* **Activity**
The required output is a copy of each line in the material below that includes "Returns".

* **Task inputs**
---

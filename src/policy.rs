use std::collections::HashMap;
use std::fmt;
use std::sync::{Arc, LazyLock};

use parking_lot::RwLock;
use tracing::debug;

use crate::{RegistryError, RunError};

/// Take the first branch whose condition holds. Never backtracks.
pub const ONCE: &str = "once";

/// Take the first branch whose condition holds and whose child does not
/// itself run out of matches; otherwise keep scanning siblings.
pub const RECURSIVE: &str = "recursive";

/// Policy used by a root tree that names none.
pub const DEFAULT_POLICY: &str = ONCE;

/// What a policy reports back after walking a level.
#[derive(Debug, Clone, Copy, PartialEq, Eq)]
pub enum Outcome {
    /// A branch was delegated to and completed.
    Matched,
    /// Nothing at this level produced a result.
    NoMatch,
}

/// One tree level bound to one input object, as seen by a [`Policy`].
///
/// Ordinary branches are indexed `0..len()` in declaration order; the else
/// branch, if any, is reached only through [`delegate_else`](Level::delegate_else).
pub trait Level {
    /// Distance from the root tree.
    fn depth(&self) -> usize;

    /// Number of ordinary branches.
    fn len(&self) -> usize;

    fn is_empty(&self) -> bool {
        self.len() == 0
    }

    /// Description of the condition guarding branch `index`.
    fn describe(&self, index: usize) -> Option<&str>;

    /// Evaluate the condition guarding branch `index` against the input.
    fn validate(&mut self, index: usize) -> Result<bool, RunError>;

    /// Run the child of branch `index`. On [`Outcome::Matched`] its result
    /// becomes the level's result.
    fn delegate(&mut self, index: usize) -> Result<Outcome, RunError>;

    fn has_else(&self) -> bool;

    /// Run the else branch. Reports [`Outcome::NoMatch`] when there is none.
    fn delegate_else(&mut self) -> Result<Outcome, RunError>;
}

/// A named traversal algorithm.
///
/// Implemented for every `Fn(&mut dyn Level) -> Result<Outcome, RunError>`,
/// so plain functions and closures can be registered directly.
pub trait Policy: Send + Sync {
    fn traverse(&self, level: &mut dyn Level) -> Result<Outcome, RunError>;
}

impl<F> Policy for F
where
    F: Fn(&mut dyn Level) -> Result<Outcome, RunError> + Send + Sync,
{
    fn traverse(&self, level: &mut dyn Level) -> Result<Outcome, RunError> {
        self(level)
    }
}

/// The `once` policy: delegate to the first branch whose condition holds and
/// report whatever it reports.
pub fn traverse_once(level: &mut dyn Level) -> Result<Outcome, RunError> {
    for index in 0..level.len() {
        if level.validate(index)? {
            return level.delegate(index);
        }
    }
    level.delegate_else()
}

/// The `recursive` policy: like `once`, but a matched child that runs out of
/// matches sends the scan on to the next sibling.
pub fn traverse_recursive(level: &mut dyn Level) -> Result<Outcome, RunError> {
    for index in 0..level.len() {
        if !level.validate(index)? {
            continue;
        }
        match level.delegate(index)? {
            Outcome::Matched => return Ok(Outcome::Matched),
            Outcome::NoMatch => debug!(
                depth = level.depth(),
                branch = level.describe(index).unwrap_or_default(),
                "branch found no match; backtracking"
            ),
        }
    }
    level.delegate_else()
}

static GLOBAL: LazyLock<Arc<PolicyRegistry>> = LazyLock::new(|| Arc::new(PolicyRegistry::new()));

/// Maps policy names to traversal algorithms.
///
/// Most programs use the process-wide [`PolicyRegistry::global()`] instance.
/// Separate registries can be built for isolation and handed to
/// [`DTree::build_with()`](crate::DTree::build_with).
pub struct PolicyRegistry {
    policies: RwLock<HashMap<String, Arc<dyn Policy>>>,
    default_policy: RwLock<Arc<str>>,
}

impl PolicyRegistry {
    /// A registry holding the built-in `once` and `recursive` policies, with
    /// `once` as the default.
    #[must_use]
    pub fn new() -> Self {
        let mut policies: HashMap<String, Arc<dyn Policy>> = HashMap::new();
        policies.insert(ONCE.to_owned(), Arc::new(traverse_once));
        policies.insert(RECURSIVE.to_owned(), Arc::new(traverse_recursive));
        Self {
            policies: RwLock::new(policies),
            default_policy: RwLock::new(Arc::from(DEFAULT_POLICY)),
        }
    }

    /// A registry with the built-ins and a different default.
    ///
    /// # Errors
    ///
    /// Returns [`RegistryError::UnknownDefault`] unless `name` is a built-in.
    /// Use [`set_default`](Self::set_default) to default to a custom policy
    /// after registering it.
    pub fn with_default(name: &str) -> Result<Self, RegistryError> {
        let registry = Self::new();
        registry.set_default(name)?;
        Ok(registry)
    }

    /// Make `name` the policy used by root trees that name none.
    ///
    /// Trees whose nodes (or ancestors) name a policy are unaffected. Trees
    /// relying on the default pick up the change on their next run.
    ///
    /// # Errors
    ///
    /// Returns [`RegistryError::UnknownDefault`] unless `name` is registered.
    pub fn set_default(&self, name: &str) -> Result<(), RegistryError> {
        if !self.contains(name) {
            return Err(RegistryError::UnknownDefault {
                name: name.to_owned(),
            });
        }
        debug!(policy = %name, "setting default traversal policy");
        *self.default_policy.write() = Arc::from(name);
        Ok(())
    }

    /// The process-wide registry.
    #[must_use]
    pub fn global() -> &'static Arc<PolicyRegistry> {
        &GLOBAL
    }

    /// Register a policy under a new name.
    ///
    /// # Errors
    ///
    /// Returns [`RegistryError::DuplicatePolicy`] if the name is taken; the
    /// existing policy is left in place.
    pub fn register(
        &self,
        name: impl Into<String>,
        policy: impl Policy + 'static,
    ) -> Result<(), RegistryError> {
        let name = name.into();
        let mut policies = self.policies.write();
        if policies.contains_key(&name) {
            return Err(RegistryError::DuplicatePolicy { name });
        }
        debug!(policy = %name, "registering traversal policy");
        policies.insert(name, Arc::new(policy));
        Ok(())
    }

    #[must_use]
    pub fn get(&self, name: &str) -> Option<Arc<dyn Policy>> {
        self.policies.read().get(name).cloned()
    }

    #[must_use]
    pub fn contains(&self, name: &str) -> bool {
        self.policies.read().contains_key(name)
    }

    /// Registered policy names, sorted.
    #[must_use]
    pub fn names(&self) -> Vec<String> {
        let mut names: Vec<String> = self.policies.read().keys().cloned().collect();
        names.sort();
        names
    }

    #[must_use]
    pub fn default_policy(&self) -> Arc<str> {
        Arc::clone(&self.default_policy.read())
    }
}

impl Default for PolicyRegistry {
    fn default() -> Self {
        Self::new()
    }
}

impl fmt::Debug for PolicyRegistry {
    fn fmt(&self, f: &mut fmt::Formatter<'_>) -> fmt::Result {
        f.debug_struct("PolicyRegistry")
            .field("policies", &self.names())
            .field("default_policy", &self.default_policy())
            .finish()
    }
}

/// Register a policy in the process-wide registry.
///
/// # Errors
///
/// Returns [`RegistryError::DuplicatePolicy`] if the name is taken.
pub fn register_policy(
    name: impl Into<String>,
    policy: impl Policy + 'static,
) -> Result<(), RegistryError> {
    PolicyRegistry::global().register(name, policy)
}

---

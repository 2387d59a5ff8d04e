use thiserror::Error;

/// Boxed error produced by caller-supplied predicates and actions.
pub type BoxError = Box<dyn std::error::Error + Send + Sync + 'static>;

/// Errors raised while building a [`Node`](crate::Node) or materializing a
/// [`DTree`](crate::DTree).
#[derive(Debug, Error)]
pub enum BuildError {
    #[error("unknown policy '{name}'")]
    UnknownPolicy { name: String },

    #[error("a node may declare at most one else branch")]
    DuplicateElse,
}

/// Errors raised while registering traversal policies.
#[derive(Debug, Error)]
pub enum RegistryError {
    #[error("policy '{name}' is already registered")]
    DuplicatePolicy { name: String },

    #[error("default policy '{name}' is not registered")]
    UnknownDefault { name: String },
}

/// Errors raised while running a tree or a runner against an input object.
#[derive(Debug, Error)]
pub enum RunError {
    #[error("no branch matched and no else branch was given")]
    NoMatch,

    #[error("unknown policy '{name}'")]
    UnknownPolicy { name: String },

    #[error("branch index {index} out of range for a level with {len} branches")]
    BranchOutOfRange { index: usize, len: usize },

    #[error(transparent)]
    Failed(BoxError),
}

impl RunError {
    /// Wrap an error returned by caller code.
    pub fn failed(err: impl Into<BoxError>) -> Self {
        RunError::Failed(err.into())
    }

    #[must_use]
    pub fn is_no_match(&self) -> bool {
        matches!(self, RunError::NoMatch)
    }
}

---

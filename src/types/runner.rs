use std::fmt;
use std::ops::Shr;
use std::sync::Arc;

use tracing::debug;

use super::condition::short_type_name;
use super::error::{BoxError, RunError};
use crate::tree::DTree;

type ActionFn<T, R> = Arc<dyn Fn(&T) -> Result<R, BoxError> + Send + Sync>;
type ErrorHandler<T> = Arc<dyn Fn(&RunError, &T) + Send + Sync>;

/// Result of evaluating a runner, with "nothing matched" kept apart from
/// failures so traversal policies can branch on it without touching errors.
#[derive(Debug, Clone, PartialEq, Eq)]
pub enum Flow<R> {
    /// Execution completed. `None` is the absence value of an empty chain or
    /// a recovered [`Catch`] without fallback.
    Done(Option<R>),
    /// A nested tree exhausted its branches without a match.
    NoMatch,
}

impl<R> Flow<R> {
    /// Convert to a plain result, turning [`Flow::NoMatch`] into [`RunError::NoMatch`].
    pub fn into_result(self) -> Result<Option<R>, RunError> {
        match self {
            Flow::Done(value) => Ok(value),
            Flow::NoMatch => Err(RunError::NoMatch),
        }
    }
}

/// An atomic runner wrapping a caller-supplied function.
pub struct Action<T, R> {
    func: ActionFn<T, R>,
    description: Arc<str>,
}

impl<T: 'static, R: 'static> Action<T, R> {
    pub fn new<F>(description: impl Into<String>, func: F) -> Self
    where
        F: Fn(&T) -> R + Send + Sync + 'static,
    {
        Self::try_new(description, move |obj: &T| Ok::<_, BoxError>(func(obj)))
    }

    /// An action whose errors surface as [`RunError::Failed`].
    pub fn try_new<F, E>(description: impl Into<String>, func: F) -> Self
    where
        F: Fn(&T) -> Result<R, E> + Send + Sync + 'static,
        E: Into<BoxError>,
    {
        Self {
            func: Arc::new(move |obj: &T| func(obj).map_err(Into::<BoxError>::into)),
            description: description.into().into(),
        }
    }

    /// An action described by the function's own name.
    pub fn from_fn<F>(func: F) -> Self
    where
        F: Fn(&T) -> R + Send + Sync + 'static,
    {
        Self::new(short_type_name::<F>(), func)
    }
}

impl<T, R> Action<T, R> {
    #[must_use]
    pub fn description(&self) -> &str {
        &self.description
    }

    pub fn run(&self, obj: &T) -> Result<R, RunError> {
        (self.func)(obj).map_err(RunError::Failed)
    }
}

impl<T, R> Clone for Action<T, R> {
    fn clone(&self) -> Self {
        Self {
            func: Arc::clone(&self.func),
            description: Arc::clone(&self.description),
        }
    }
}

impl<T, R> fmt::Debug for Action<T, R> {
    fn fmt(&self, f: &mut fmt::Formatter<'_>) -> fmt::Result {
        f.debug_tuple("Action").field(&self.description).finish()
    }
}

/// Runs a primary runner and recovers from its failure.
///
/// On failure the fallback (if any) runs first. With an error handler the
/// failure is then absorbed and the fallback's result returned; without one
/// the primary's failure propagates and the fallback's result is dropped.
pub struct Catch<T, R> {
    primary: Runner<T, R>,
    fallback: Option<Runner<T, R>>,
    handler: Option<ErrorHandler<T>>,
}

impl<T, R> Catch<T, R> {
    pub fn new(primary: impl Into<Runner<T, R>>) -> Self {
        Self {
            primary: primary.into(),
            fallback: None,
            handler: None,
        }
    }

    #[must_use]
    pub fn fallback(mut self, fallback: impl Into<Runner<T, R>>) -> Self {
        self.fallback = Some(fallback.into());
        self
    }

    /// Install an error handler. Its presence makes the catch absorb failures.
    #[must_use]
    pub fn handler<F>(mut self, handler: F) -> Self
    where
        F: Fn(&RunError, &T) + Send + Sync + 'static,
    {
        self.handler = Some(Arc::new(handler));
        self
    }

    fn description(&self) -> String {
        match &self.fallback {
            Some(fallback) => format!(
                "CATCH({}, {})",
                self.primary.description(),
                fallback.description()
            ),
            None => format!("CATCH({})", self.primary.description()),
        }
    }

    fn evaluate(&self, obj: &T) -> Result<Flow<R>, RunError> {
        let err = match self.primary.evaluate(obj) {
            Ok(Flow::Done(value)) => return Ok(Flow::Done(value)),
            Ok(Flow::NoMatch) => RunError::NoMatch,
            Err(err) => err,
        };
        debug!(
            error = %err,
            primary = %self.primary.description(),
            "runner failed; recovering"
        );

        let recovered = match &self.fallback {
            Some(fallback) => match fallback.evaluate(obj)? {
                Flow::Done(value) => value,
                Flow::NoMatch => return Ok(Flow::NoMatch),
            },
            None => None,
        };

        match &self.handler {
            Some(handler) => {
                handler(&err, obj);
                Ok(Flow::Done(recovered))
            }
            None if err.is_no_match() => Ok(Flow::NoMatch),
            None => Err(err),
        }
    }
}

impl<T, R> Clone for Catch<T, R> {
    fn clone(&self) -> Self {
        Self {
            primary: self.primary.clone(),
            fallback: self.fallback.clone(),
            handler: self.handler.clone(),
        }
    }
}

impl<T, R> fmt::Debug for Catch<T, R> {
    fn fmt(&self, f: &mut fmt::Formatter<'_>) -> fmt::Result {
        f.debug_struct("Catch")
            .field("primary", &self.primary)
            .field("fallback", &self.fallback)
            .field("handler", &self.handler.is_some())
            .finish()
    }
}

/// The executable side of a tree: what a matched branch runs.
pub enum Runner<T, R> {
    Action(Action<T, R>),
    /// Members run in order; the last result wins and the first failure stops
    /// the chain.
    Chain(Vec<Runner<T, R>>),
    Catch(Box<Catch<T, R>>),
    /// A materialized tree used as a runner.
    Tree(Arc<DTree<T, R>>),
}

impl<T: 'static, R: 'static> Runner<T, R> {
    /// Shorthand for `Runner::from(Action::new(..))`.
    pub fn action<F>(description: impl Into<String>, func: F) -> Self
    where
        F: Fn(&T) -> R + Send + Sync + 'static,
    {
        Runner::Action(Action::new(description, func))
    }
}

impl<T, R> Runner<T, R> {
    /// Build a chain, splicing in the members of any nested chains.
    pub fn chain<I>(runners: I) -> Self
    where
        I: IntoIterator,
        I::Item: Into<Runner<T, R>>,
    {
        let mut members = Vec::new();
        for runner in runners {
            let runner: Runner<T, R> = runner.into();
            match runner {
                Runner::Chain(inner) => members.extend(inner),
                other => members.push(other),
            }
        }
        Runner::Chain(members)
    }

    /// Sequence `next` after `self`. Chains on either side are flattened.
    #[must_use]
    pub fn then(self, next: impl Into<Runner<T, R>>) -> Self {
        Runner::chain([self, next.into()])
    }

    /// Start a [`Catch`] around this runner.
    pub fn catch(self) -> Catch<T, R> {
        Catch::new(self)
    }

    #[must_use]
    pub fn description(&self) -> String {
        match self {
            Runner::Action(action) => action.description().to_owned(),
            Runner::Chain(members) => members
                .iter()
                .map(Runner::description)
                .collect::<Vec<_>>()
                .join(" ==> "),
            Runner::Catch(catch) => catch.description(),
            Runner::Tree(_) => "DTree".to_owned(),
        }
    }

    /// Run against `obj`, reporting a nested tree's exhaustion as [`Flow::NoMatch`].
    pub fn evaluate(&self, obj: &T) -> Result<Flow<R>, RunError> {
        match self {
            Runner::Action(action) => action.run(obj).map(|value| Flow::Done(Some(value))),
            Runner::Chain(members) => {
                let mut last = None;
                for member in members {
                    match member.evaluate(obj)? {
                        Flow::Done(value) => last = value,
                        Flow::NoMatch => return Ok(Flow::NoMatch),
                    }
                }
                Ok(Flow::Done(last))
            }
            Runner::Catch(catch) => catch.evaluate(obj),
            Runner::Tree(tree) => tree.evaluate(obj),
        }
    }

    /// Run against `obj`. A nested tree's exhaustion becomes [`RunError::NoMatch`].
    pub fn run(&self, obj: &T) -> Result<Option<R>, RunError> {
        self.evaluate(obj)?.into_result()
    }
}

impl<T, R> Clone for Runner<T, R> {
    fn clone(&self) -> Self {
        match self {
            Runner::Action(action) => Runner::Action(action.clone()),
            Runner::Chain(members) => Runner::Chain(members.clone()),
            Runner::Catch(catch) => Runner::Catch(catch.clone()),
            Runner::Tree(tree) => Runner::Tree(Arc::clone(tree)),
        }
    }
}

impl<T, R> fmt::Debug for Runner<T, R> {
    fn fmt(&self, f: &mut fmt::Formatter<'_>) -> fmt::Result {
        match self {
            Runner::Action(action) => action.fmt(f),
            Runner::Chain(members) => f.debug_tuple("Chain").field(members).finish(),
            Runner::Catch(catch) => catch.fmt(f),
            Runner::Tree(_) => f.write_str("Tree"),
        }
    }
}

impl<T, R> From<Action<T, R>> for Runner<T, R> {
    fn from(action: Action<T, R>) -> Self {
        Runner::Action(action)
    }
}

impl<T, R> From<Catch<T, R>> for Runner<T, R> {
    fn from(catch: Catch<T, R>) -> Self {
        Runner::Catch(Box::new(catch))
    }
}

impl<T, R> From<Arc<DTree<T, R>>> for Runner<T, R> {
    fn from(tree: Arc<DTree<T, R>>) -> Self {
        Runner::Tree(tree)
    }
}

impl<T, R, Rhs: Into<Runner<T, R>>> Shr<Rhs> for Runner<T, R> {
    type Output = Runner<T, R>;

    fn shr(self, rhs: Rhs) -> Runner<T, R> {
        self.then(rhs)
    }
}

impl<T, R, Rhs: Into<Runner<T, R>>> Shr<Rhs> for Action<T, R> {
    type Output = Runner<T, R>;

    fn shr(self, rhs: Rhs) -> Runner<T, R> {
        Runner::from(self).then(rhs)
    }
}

---

* **The answer**
    /// Returns [`RegistryError::UnknownDefault`] unless `name` is a built-in.
    /// Returns [`RegistryError::UnknownDefault`] unless `name` is registered.
    /// Returns [`RegistryError::DuplicatePolicy`] if the name is taken; the
/// Returns [`RegistryError::DuplicatePolicy`] if the name is taken.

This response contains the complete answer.